By Karina Longworth
Nikki Finke made an interesting Freudian gaffe in this story on “Midnight Meat Train’”s dismal opening weekend. She quoted Lionsgate’s recent credit infusion as amounting to $340, about $339 million less than the actual number, but just $27 more than what Meat Train averaged on each of its 100 screens. As Finke notes, one of the reasons for the embarrassing take (besides, you know, a complete lack of advertising or reviews) is the fact that Lionsgate booked the film in dollar theaters and second-run houses. They also skirted major markets––in fact, the film opened nowhere near New York City.
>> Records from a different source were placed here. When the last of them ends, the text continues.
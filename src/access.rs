//! Who may use the signing form.

/// Decides whether a signed-in user may reach the form at all.
pub trait AccessGate {
   fn is_authorized(&self, email: &str) -> bool;
}

/// Grants access to an exact list of e-mail addresses.
#[derive(Clone, Debug, Default)]
pub struct AllowList {
   emails: Vec<String>,
}

impl AllowList {
   pub fn new(emails: impl IntoIterator<Item = String>) -> Self {
      Self {
         emails: emails.into_iter().collect(),
      }
   }

   /// Fails with [`crate::Error::NotAuthorized`] unless `email` is on the list.
   pub fn check(&self, email: &str) -> crate::Result<()> {
      if self.is_authorized(email) {
         Ok(())
      } else {
         log::warn!("refusing access to {}", email);
         Err(crate::Error::NotAuthorized {
            email: email.to_owned(),
         })
      }
   }
}

impl AccessGate for AllowList {
   fn is_authorized(&self, email: &str) -> bool {
      self.emails.iter().any(|allowed| allowed == email)
   }
}

#[cfg(test)]
mod tests {
   use super::*;

   #[test]
   fn only_listed_emails_pass() {
      let list = AllowList::new(vec!["ana@example.com".to_owned()]);
      assert!(list.is_authorized("ana@example.com"));
      assert!(!list.is_authorized("ANA@example.com"));
      assert!(!list.is_authorized("bob@example.com"));
      assert!(list.check("ana@example.com").is_ok());
      assert!(matches!(
         list.check("bob@example.com"),
         Err(crate::Error::NotAuthorized { email }) if email == "bob@example.com"
      ));
   }

   #[test]
   fn empty_list_denies_everyone() {
      assert!(!AllowList::default().is_authorized(""));
   }
}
So not only was this film with a built-in audience (thanks to Clive Barker’s genre credibility) made nearly impossible for fans to find, but stuffing the deck with cut-rate houses Lionsgate made sure that even if the movie filled houses (which it didn’t). it would be a statistic impossibility for it to make any real money.
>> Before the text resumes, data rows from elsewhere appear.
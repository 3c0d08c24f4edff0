//! The signature surface: a freehand drawing area that reports its contents as a single string.
//!
//! The surface is driven by input events from its host. It keeps track of whether anything has
//! been drawn and reports through its change callback:
//!
//! - an empty string when it is mounted, cleared, or re-initialized after a size change,
//! - a `data:image/png;base64,...` URL of its pixels whenever a stroke ends and something has been
//!   drawn, or an empty string if nothing has.
//!
//! If the backing raster cannot be allocated, the surface is inert: every operation is a no-op and
//! the callback is never called.

mod input;
mod machine;
mod raster;

use image::RgbaImage;

use crate::image_coder::ImageCoder;
use crate::theme::Theme;
use crate::Error;

pub use self::input::{InputEvent, Layout, Point};
use self::input::Gesture;
use self::machine::{Action, Effect, Emission, State};
use self::raster::Raster;

/// Size and density of a signature surface.
#[derive(Clone, Copy, Debug, PartialEq)]
pub struct SurfaceOptions {
   /// Logical width in pixels.
   pub width: u32,
   /// Logical height in pixels.
   pub height: u32,
   /// Physical pixels per logical pixel. Values below 1 are treated as 1.
   pub pixel_ratio: f32,
}

impl Default for SurfaceOptions {
   fn default() -> Self {
      Self {
         width: 400,
         height: 200,
         pixel_ratio: 1.0,
      }
   }
}

/// What the host should do with an input event after the surface has handled it.
#[derive(Clone, Copy, Debug, Default, PartialEq, Eq)]
pub struct EventResponse {
   /// Suppress the platform's default action (scrolling and panning) for this event.
   pub prevent_default: bool,
}

pub type ChangeCallback = Box<dyn FnMut(String)>;

pub struct SignatureSurface {
   width: u32,
   height: u32,
   pixel_ratio: f32,
   theme: Theme,
   raster: Option<Raster>,
   state: State,
   /// The encoded raster, kept until the pixels change.
   snapshot: Option<String>,
   on_change: ChangeCallback,
}

impl SignatureSurface {
   /// Mounts a new surface. The theme is captured once; a theme change requires a new surface.
   ///
   /// Reports an empty value through `on_change` right away, unless the raster could not be
   /// allocated.
   pub fn new(
      options: SurfaceOptions,
      theme: Theme,
      on_change: impl FnMut(String) + 'static,
   ) -> crate::Result<Self> {
      check_size(options.width, options.height)?;
      let pixel_ratio = if options.pixel_ratio.is_finite() {
         options.pixel_ratio.max(1.0)
      } else {
         1.0
      };

      let raster = Raster::new(options.width, options.height, pixel_ratio, theme);
      match &raster {
         Some(raster) => log::info!(
            "mounted {}x{} signature surface ({}x{} physical)",
            options.width,
            options.height,
            raster.size().0,
            raster.size().1
         ),
         None => log::warn!(
            "cannot allocate a {}x{} raster at ratio {}, signature surface is disabled",
            options.width,
            options.height,
            pixel_ratio
         ),
      }

      let mut surface = Self {
         width: options.width,
         height: options.height,
         pixel_ratio,
         theme,
         raster,
         state: State::default(),
         snapshot: None,
         on_change: Box::new(on_change),
      };
      surface.run(Effect::Emit(Emission::Empty));
      Ok(surface)
   }

   /// Feeds an input event to the surface. `layout` is asked for the surface's current position so
   /// that client coordinates can be made local.
   pub fn handle_event(&mut self, event: &InputEvent, layout: &dyn Layout) -> EventResponse {
      if self.is_inert() {
         return EventResponse::default();
      }

      let response = EventResponse {
         prevent_default: self.state.drawing && event.is_touch_move(),
      };
      match event.gesture(layout) {
         Gesture::Press(Some(point)) => self.apply(Action::Press(point)),
         Gesture::Drag(Some(point)) => self.apply(Action::Drag(point)),
         Gesture::Release => self.apply(Action::Release),
         Gesture::Press(None) | Gesture::Drag(None) => (),
      }
      response
   }

   /// Erases everything, abandoning any stroke in progress, and reports an empty value.
   pub fn clear(&mut self) {
      if !self.is_inert() {
         self.apply(Action::Clear);
      }
   }

   /// Changes the logical size. A different size re-initializes the raster, which leaves the surface
   /// empty and reports an empty value once. Setting the current size again does nothing.
   pub fn set_size(&mut self, width: u32, height: u32) -> crate::Result<()> {
      check_size(width, height)?;
      if self.is_inert() || (width, height) == (self.width, self.height) {
         return Ok(());
      }
      log::info!("resizing signature surface to {}x{}", width, height);
      self.width = width;
      self.height = height;
      self.apply(Action::Reinitialize);
      Ok(())
   }

   pub fn is_empty(&self) -> bool {
      self.state.empty
   }

   pub fn is_drawing(&self) -> bool {
      self.state.drawing
   }

   /// Returns whether the raster could not be allocated.
   pub fn is_inert(&self) -> bool {
      self.raster.is_none()
   }

   /// The logical size, which the host should lay the surface out with.
   pub fn css_size(&self) -> (u32, u32) {
      (self.width, self.height)
   }

   /// The size of the backing raster.
   pub fn physical_size(&self) -> Option<(u32, u32)> {
      self.raster.as_ref().map(Raster::size)
   }

   pub fn pixel_ratio(&self) -> f32 {
      self.pixel_ratio
   }

   /// Copies the current pixels out.
   pub fn to_image(&self) -> crate::Result<RgbaImage> {
      self.raster.as_ref().map(Raster::download_rgba).ok_or(Error::SurfaceUnavailable)
   }

   fn apply(&mut self, action: Action) {
      let (next, effects) = self.state.step(action);
      log::trace!("{:?}: {:?} -> {:?}", action, self.state, next);
      self.state = next;
      for effect in effects {
         self.run(effect);
      }
   }

   fn run(&mut self, effect: Effect) {
      match effect {
         Effect::BeginPath(point) => self.draw(|raster| raster.begin_path(point)),
         Effect::LineTo(point) => self.draw(|raster| raster.line_to(point)),
         Effect::ClosePath => self.draw(Raster::close_path),
         Effect::AbandonPath => self.draw(Raster::abandon_path),
         Effect::FillPaper => self.draw(Raster::fill_paper),
         Effect::RebuildRaster => {
            self.snapshot = None;
            self.raster = Raster::new(self.width, self.height, self.pixel_ratio, self.theme);
            if self.raster.is_none() {
               log::warn!(
                  "cannot allocate a {}x{} raster, signature surface is disabled",
                  self.width,
                  self.height
               );
            }
         }
         Effect::Emit(_) if self.is_inert() => (),
         Effect::Emit(Emission::Empty) => (self.on_change)(String::new()),
         Effect::Emit(Emission::Snapshot) => {
            let value = self.encode_snapshot();
            (self.on_change)(value);
         }
      }
   }

   /// Runs a drawing operation on the raster, if there is one.
   fn draw(&mut self, operation: impl FnOnce(&mut Raster)) {
      if let Some(raster) = self.raster.as_mut() {
         self.snapshot = None;
         operation(raster);
      }
   }

   /// Returns the encoded raster, encoding it only if it changed since the last time. Falls back to
   /// the empty value if encoding fails.
   fn encode_snapshot(&mut self) -> String {
      if let Some(snapshot) = &self.snapshot {
         return snapshot.clone();
      }
      let encoded = self.to_image().and_then(|image| ImageCoder::encode_data_url(&image));
      match encoded {
         Ok(url) => {
            self.snapshot = Some(url.clone());
            url
         }
         Err(error) => {
            log::error!("cannot encode signature: {}", error);
            String::new()
         }
      }
   }
}

fn check_size(width: u32, height: u32) -> crate::Result<()> {
   if width == 0 || height == 0 {
      return Err(Error::InvalidSurfaceSize { width, height });
   }
   Ok(())
}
In her headline, FInke asks the question, “Why Did Lionsgate Dump Clive Barker Pic Into Dollar And Second Run Theaters?” She ultimately drops the vague suggestion that “the answer may well be studio politics,” but declines to offer new insight or information, beyond citing Joe Drake’s much-reported desire to migrate “away from this genre of films in favor of more mainstream fare like Tyler Perry.”
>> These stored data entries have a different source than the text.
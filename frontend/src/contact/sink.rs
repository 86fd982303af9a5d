//! Destination for finished inquiries: the `projects` table behind Supabase REST.

use futures::future::LocalBoxFuture;
use gloo_console::error;
use gloo_net::http::Request;
use thiserror::Error;

use crate::config;
use crate::contact::lead::LeadSubmission;

pub const PROJECTS_TABLE: &str = "projects";

#[derive(Debug, Clone, PartialEq, Eq, Error)]
pub enum SinkError {
    #[error("record sink is not configured")]
    NotConfigured,
    #[error("network error: {0}")]
    Network(String),
    #[error("insert rejected with status {status}: {body}")]
    Rejected { status: u16, body: String },
}

/// Durable destination for finished inquiries.
#[cfg_attr(test, mockall::automock)]
pub trait LeadSink {
    fn insert(&self, record: LeadSubmission) -> LocalBoxFuture<'static, Result<(), SinkError>>;
}

/// Inserts rows through the Supabase REST interface.
#[derive(Clone, Debug, PartialEq)]
pub struct SupabaseSink {
    base_url: String,
    anon_key: String,
}

impl SupabaseSink {
    pub fn new(base_url: impl Into<String>, anon_key: impl Into<String>) -> Self {
        Self {
            base_url: base_url.into(),
            anon_key: anon_key.into(),
        }
    }

    pub fn from_config() -> Self {
        Self::new(config::get_supabase_url(), config::get_supabase_anon_key())
    }

    pub fn is_configured(&self) -> bool {
        !self.base_url.is_empty() && !self.anon_key.is_empty()
    }

    pub fn table_url(&self) -> String {
        format!("{}/rest/v1/{}", self.base_url.trim_end_matches('/'), PROJECTS_TABLE)
    }
}

impl LeadSink for SupabaseSink {
    fn insert(&self, record: LeadSubmission) -> LocalBoxFuture<'static, Result<(), SinkError>> {
        let configured = self.is_configured();
        let url = self.table_url();
        let key = self.anon_key.clone();

        Box::pin(async move {
            if !configured {
                return Err(SinkError::NotConfigured);
            }

            let response = Request::post(&url)
                .header("apikey", &key)
                .header("Authorization", &format!("Bearer {}", key))
                .header("Content-Type", "application/json")
                .header("Prefer", "return=minimal")
                .json(&[record])
                .map_err(|e| SinkError::Network(e.to_string()))?
                .send()
                .await
                .map_err(|e| {
                    error!("Network error while inserting lead:", e.to_string());
                    SinkError::Network(e.to_string())
                })?;

            if response.ok() {
                Ok(())
            } else {
                let status = response.status();
                let body = response.text().await.unwrap_or_default();
                Err(SinkError::Rejected { status, body })
            }
        })
    }
}

#[cfg(test)]
mod tests {
    use super::*;

    #[test]
    fn table_url_ignores_trailing_slash() {
        let sink = SupabaseSink::new("https://abc.supabase.co/", "anon");
        assert_eq!(sink.table_url(), "https://abc.supabase.co/rest/v1/projects");
        assert!(sink.is_configured());
    }

    #[test]
    fn missing_key_is_not_configured() {
        let sink = SupabaseSink::new("https://abc.supabase.co", "");
        assert!(!sink.is_configured());
        let result = futures::executor::block_on(sink.insert(crate::contact::fakes::valid_record()));
        assert_eq!(result, Err(SinkError::NotConfigured));
    }
}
What’s implied in Finke’s write-up and others, but never spelled out, is that in order to complete Lionsgate’s transformation from a profitable house of ill-repute into a well-funded maker of wholly inoffensive middlebrow entertainments, the total failure of vestiges of the previous regime like “Meat Train” is so necessary that the studio couldn’t take chances on the whims of the ticket-buying public––this is a bombing that had to be engineered.